▶ Task instructions
Look for the string "patterns" in the listing below and copy every line in which it appears.
══ Information
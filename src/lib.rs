
pub mod data;
pub mod error;
pub mod context;
pub mod pattern;
pub mod generator;
pub mod miner;
pub mod io;

pub use data::{Item, Itemset, RawSequence, Transaction, Count, Database, SequenceDatabase};
pub use error::InputError;
pub use context::{Context, Parameters};
pub use pattern::Pattern;
pub use miner::{Miner, MsGspMiner, History, PatternLevel, HistoryFormatter};

/// Objects that can be recorded in the log
pub trait Loggable {
    fn log( &self, message: &str, level: tracing::Level );
}
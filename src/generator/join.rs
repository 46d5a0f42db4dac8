use rayon::prelude::*;
use rustc_hash::FxHashSet;
use tracing::debug;

use crate::*;
use crate::pattern::{merge_into_first, merge_into_last, without_item_at};
use super::{CandidateGenerator, CandidateSet, Proposal};

/// Joins frequent (k-1)-sequences into candidate k-sequences for k >= 3
pub struct JoinGenerator;

impl CandidateGenerator for JoinGenerator {

    fn generate( &self, patterns: &[Pattern], context: &Context ) -> Vec<Pattern> {
	// pairs are joined in parallel, the collected order is the sequential one
	let proposals: Vec<Proposal> = patterns.par_iter()
	    .flat_map_iter( |first| patterns.iter().flat_map( move |second| join_pair( first, second, context )))
	    .collect();

	let mut candidates = CandidateSet::new();
	for proposal in proposals {
	    candidates.propose( proposal.sequence, proposal.min_support );
	}
	let joined = candidates.len();

	let frequent: FxHashSet<&RawSequence> = patterns.iter()
	    .map( |pattern| pattern.get_sequence() )
	    .collect();
	candidates.retain( |proposal| is_anti_monotone( proposal, &frequent, context ));
	debug!( "Joined {joined} candidates, {} survive pruning", candidates.len() );

	candidates.realize( context.get_database() )
    }
}

/// Applies the first matching join rule to the ordered pair
fn join_pair( first: &Pattern, second: &Pattern, context: &Context ) -> Vec<Proposal> {
    let head = first.first_item();
    let tail = second.last_item();
    if first.first_item_has_unique_min_mis( context ) && context.mis( tail ) > context.mis( head ) {
	join_on_first_anchor( first, second, context )
    } else if second.last_item_has_unique_min_mis( context ) && context.mis( tail ) < context.mis( head ) {
	join_on_last_anchor( first, second, context )
    } else if first.can_join( second ) && context.satisfies_sdc( head, tail ) {
	let min_support = first.get_min_support().min( context.mis( tail ));
	vec!( Proposal{ sequence: first.join( second, context ), min_support } )
    } else {
	Vec::new()
    }
}

/// The first item of `first` is its unique minimum. Extends `first` by the last item of `second`.
fn join_on_first_anchor( first: &Pattern, second: &Pattern, context: &Context ) -> Vec<Proposal> {
    let item = second.last_item();
    if !context.satisfies_sdc( first.item_at( 1 ), item ) || first.without_item_at( 1 ) != second.without_item_at( -1 ) {
	return Vec::new();
    }
    let min_support = first.get_min_support().min( context.mis( item ));
    let above_last = context.compare_items( item, first.last_item() ).is_gt();

    let mut proposals = Vec::new();
    if second.trailing_itemset_len() == 1 {
	let mut appended = first.get_sequence().clone();
	appended.push( vec!( item ));
	proposals.push( Proposal{ sequence: appended, min_support } );

	if first.length() == 2 && first.size() == 2 && above_last {
	    let mut merged = first.get_sequence().clone();
	    merge_into_last( &mut merged, item, context );
	    proposals.push( Proposal{ sequence: merged, min_support } );
	}
    } else if first.length() > 2 || (first.length() == 2 && first.size() == 1 && above_last) {
	let mut merged = first.get_sequence().clone();
	merge_into_last( &mut merged, item, context );
	proposals.push( Proposal{ sequence: merged, min_support } );
    }
    proposals
}

/// The last item of `second` is its unique minimum. Extends `second` by the first item of `first`.
fn join_on_last_anchor( first: &Pattern, second: &Pattern, context: &Context ) -> Vec<Proposal> {
    let item = first.first_item();
    if !context.satisfies_sdc( item, second.item_at( -2 )) || first.without_item_at( 0 ) != second.without_item_at( -2 ) {
	return Vec::new();
    }
    let min_support = second.get_min_support().min( context.mis( item ));
    let below_first = context.compare_items( item, second.first_item() ).is_lt();

    let mut proposals = Vec::new();
    if first.leading_itemset_len() == 1 {
	let mut prepended = RawSequence::with_capacity( second.size() + 1 );
	prepended.push( vec!( item ));
	prepended.extend( second.get_sequence().iter().cloned() );
	proposals.push( Proposal{ sequence: prepended, min_support } );

	if second.length() == 2 && second.size() == 2 && below_first {
	    let mut merged = second.get_sequence().clone();
	    merge_into_first( &mut merged, item, context );
	    proposals.push( Proposal{ sequence: merged, min_support } );
	}
    } else if second.length() > 2 {
	let mut merged = second.get_sequence().clone();
	merge_into_first( &mut merged, item, context );
	proposals.push( Proposal{ sequence: merged, min_support } );
    }
    proposals
}

/// Returns true if deleting any item, except those whose MIS equals the minimum support of the proposal,
/// leaves a sequence in `frequent`
pub fn is_anti_monotone( proposal: &Proposal, frequent: &FxHashSet<&RawSequence>, context: &Context ) -> bool {
    proposal.sequence.iter().flatten()
	.enumerate()
	.all( |(index, item)| {
	    context.mis( *item ) == proposal.min_support ||
		frequent.contains( &without_item_at( &proposal.sequence, index as isize ))
	})
}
════
▶ Solution for this task
    fn generate( &self, patterns: &[Pattern], context: &Context ) -> Vec<Pattern> {
	let proposals: Vec<Proposal> = patterns.par_iter()
	    .flat_map_iter( |first| patterns.iter().flat_map( move |second| join_pair( first, second, context )))
	let frequent: FxHashSet<&RawSequence> = patterns.iter()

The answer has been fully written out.